While Merritt’s work has made the greatest international impression of any Aboriginal play to date, this is not likely to be the case indefinitely. For, in December 1982 Jack Davis’s two plays, Kullark and The Dreamers, joined it in print and were officially launched by Currency Press in Perth at the First National Aboriginal Writers’ Conference in February 1983. Indeed, firm plans are in train to bring The Dreamers on a full-fledged eastern states tour later this year.
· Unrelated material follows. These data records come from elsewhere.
//! Integration tests for display synchronization behaviour

use wallsync::display::{DisplayController, DisplayPhase, RenderInstruction};
use wallsync::{compute_sync_state, Playlist, PlaylistItem};

const T0: i64 = 1_800_000_000_000;

fn images(durations: &[f64]) -> Playlist {
    Playlist::new(
        "lobby",
        durations
            .iter()
            .enumerate()
            .map(|(i, d)| PlaylistItem::image(format!("img{}", i), *d))
            .collect(),
    )
}

/// Drive a controller through ticks and local deadlines in `[from, to)`.
///
/// Ticks fire `tick_phase_ms` after each wall-clock second, like a display
/// whose timer started at an arbitrary point. `after_tick` sees the
/// controller right after every tick.
fn simulate_with(
    controller: &mut DisplayController,
    from: i64,
    to: i64,
    tick_phase_ms: i64,
    mut after_tick: impl FnMut(i64, &DisplayController),
) {
    let mut next_tick = from - from.rem_euclid(1000) + tick_phase_ms;
    if next_tick < from {
        next_tick += 1000;
    }
    loop {
        let deadline = controller.next_local_deadline().unwrap_or(i64::MAX);
        let now = deadline.min(next_tick);
        if now >= to {
            break;
        }
        if now == deadline {
            controller.on_local_deadline(now);
        }
        if now == next_tick {
            controller.on_tick(now);
            after_tick(now, controller);
            next_tick += 1000;
        }
    }
}

fn simulate(controller: &mut DisplayController, from: i64, to: i64, tick_phase_ms: i64) {
    simulate_with(controller, from, to, tick_phase_ms, |_, _| {});
}

#[test]
fn local_rotation_never_disagrees_with_synchronizer_after_a_tick() {
    // boundaries fall on .0, .25, .5 and .75 of a second, all after the tick
    let playlist = images(&[3.0, 4.5, 2.0, 7.25]);
    let mut controller = DisplayController::new();
    controller.on_playlist(playlist.clone(), T0);

    let mut ticks = 0;
    simulate_with(&mut controller, T0, T0 + 600_000, 137, |now, c| {
        let expected = compute_sync_state(&playlist, now).unwrap();
        assert_eq!(c.current_index(), Some(expected.current_index), "diverged at {}", now);
        ticks += 1;
    });
    assert_eq!(ticks, 600);
}

#[test]
fn displays_with_different_tick_phases_converge() {
    let playlist = images(&[5.0, 5.0, 10.0]);
    let mut a = DisplayController::new();
    let mut b = DisplayController::new();
    a.on_playlist(playlist.clone(), T0 + 20);
    b.on_playlist(playlist, T0 + 940);

    simulate(&mut a, T0 + 20, T0 + 95_500, 20);
    simulate(&mut b, T0 + 940, T0 + 95_500, 940);

    assert_eq!(a.current_index(), b.current_index());
    assert_eq!(a.phase(), DisplayPhase::Synced);
}

#[test]
fn fresh_display_matches_long_running_one_within_a_tick() {
    let playlist = images(&[4.0, 6.0, 8.0]);
    let mut veteran = DisplayController::new();
    veteran.on_playlist(playlist.clone(), T0);
    simulate(&mut veteran, T0, T0 + 3_600_700, 500);

    let mut newcomer = DisplayController::new();
    let first = newcomer.on_playlist(playlist, T0 + 3_600_700);
    assert!(matches!(first, Some(RenderInstruction::Show { .. })));
    assert_eq!(newcomer.current_index(), veteran.current_index());
}

#[test]
fn playlist_change_mid_cycle_restarts_from_absolute_time() {
    let mut controller = DisplayController::new();
    controller.on_playlist(images(&[10.0, 10.0]), T0);
    simulate(&mut controller, T0, T0 + 12_000, 0);
    assert_eq!(controller.current_index(), Some(1));

    let replacement = images(&[4.0, 4.0, 4.0]);
    let expected = compute_sync_state(&replacement, T0 + 12_000).unwrap();
    controller.on_playlist(replacement, T0 + 12_000);
    assert_eq!(controller.current_index(), Some(expected.current_index));
}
If past experience is any indication, it will not be long before invitations to perform the work internationally begin to arrive.
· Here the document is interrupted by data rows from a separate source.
//! `wallsync run` handler

use std::sync::mpsc;
use std::sync::Arc;

use anyhow::{Context, Result};
use tracing::info;

use wallsync::cli::RunArgs;
use wallsync::display::{Display, OutputFormat, StdoutSurface, SystemClock};
use wallsync::playlist::source_for;
use wallsync::Config;

/// Run one display until Ctrl-C.
#[cfg(not(tarpaulin_include))]
pub fn handle(args: RunArgs, config: &Config) -> Result<()> {
    let location = args
        .source
        .or_else(|| config.source.location.clone())
        .context("No playlist source: pass SOURCE or set source.location in the config")?;

    let mut options = config.display_options();
    if args.wall.is_some() {
        options.wall = args.wall;
    }
    let format = if args.json {
        OutputFormat::Json
    } else {
        config.display.output
    };
    let offset = args
        .clock_offset_ms
        .unwrap_or(config.display.clock_offset_ms);

    let source = source_for(&location, config.request_timeout())?;

    let (stop_tx, stop_rx) = mpsc::channel();
    ctrlc::set_handler(move || {
        let _ = stop_tx.send(());
    })
    .context("Failed to install Ctrl-C handler")?;

    let display = Display::start(
        options,
        source,
        Box::new(StdoutSurface::new(format)),
        Arc::new(SystemClock::with_offset(offset)),
    )
    .context("Failed to start display")?;

    // Either a signal or a dropped handler ends the run
    let _ = stop_rx.recv();
    info!("Interrupted, shutting down");
    display.shutdown();
    Ok(())
}
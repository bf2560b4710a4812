//! wallsync - wall-clock synchronized playlist playback for media walls
//!
//! Multiple unconnected displays of a wall show the same item at the same
//! time by recomputing their rotation position from absolute wall-clock time
//! every second, instead of keeping local rotation timers.
//!
//! - [`playlist`] - playlist model and sources (file, content API)
//! - [`sync`] - the pure synchronizer
//! - [`display`] - per-display state machine and runtime
//! - [`config`] - configuration file
//! - [`cli`] - command-line definitions

pub mod cli;
pub mod config;
pub mod display;
pub mod playlist;
pub mod sync;

pub use config::Config;
pub use playlist::{MediaKind, Playlist, PlaylistItem};
pub use sync::{compute_sync_state, SyncError, SyncState};
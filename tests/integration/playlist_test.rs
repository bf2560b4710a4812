//! Integration tests for playlist loading

use std::fs;
use std::time::Duration;

use tempfile::TempDir;

use wallsync::playlist::sources::FileSource;
use wallsync::playlist::{source_for, PlaylistError, PlaylistSource};
use wallsync::{MediaKind, Playlist};

use crate::helpers::fixtures_dir;

#[test]
fn loads_json_fixture() {
    let playlist = Playlist::load(fixtures_dir().join("lobby.json")).unwrap();
    assert_eq!(playlist.wall, "lobby");
    assert_eq!(playlist.len(), 2);
    assert_eq!(playlist.items[1].kind, MediaKind::Video);
    assert_eq!(playlist.total_duration_ms(), 30_000);
}

#[test]
fn loads_toml_fixture() {
    let playlist = Playlist::load(fixtures_dir().join("drive_thru.toml")).unwrap();
    assert_eq!(playlist.wall, "drive-thru");
    let kinds: Vec<MediaKind> = playlist.items.iter().map(|i| i.kind).collect();
    assert_eq!(
        kinds,
        vec![MediaKind::Widget, MediaKind::Image, MediaKind::Video]
    );
}

#[test]
fn promo_fixture_orders_and_filters() {
    let playlist = Playlist::load(fixtures_dir().join("promos.json")).unwrap();
    let ids: Vec<&str> = playlist.items.iter().map(|i| i.id.as_str()).collect();
    assert_eq!(ids, vec!["lunch", "breakfast", "retired"]);

    // breakfast ended in 2020, retired is inactive
    let playable = playlist.playable_at(1_800_000_000_000);
    assert_eq!(playable.len(), 1);
    assert_eq!(playable.items[0].id, "lunch");
}

#[test]
fn file_source_is_selected_for_paths() {
    let path = fixtures_dir().join("lobby.json");
    let source = source_for(&path.display().to_string(), Duration::from_secs(1)).unwrap();
    assert_eq!(source.fetch().unwrap().wall, "lobby");
}

#[test]
fn toml_with_wrong_types_is_rejected() {
    let dir = TempDir::new().unwrap();
    let path = dir.path().join("bad.toml");
    fs::write(&path, "wall = 3\n").unwrap();

    let err = FileSource::new(&path).fetch().unwrap_err();
    assert!(matches!(err, PlaylistError::Toml(_)));
}

#[test]
fn unknown_media_kind_is_rejected() {
    let result = Playlist::from_json_str(r#"[{"id":"A","kind":"hologram","media_ref":"x"}]"#);
    assert!(result.is_err());
}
In view of all of the above, it seems incredible that in his review of the Davis plays in January 1983, John McCallum commented, ‘It used to be a maxim in the theatre (and may still be) that plays about Aboriginals don’t succeed’! As is frequently the case in the realm of Australian performing arts, it appears that international kudos is once again an essential prerequisite for domestic acceptance – and even then, does not absolutely ensure it.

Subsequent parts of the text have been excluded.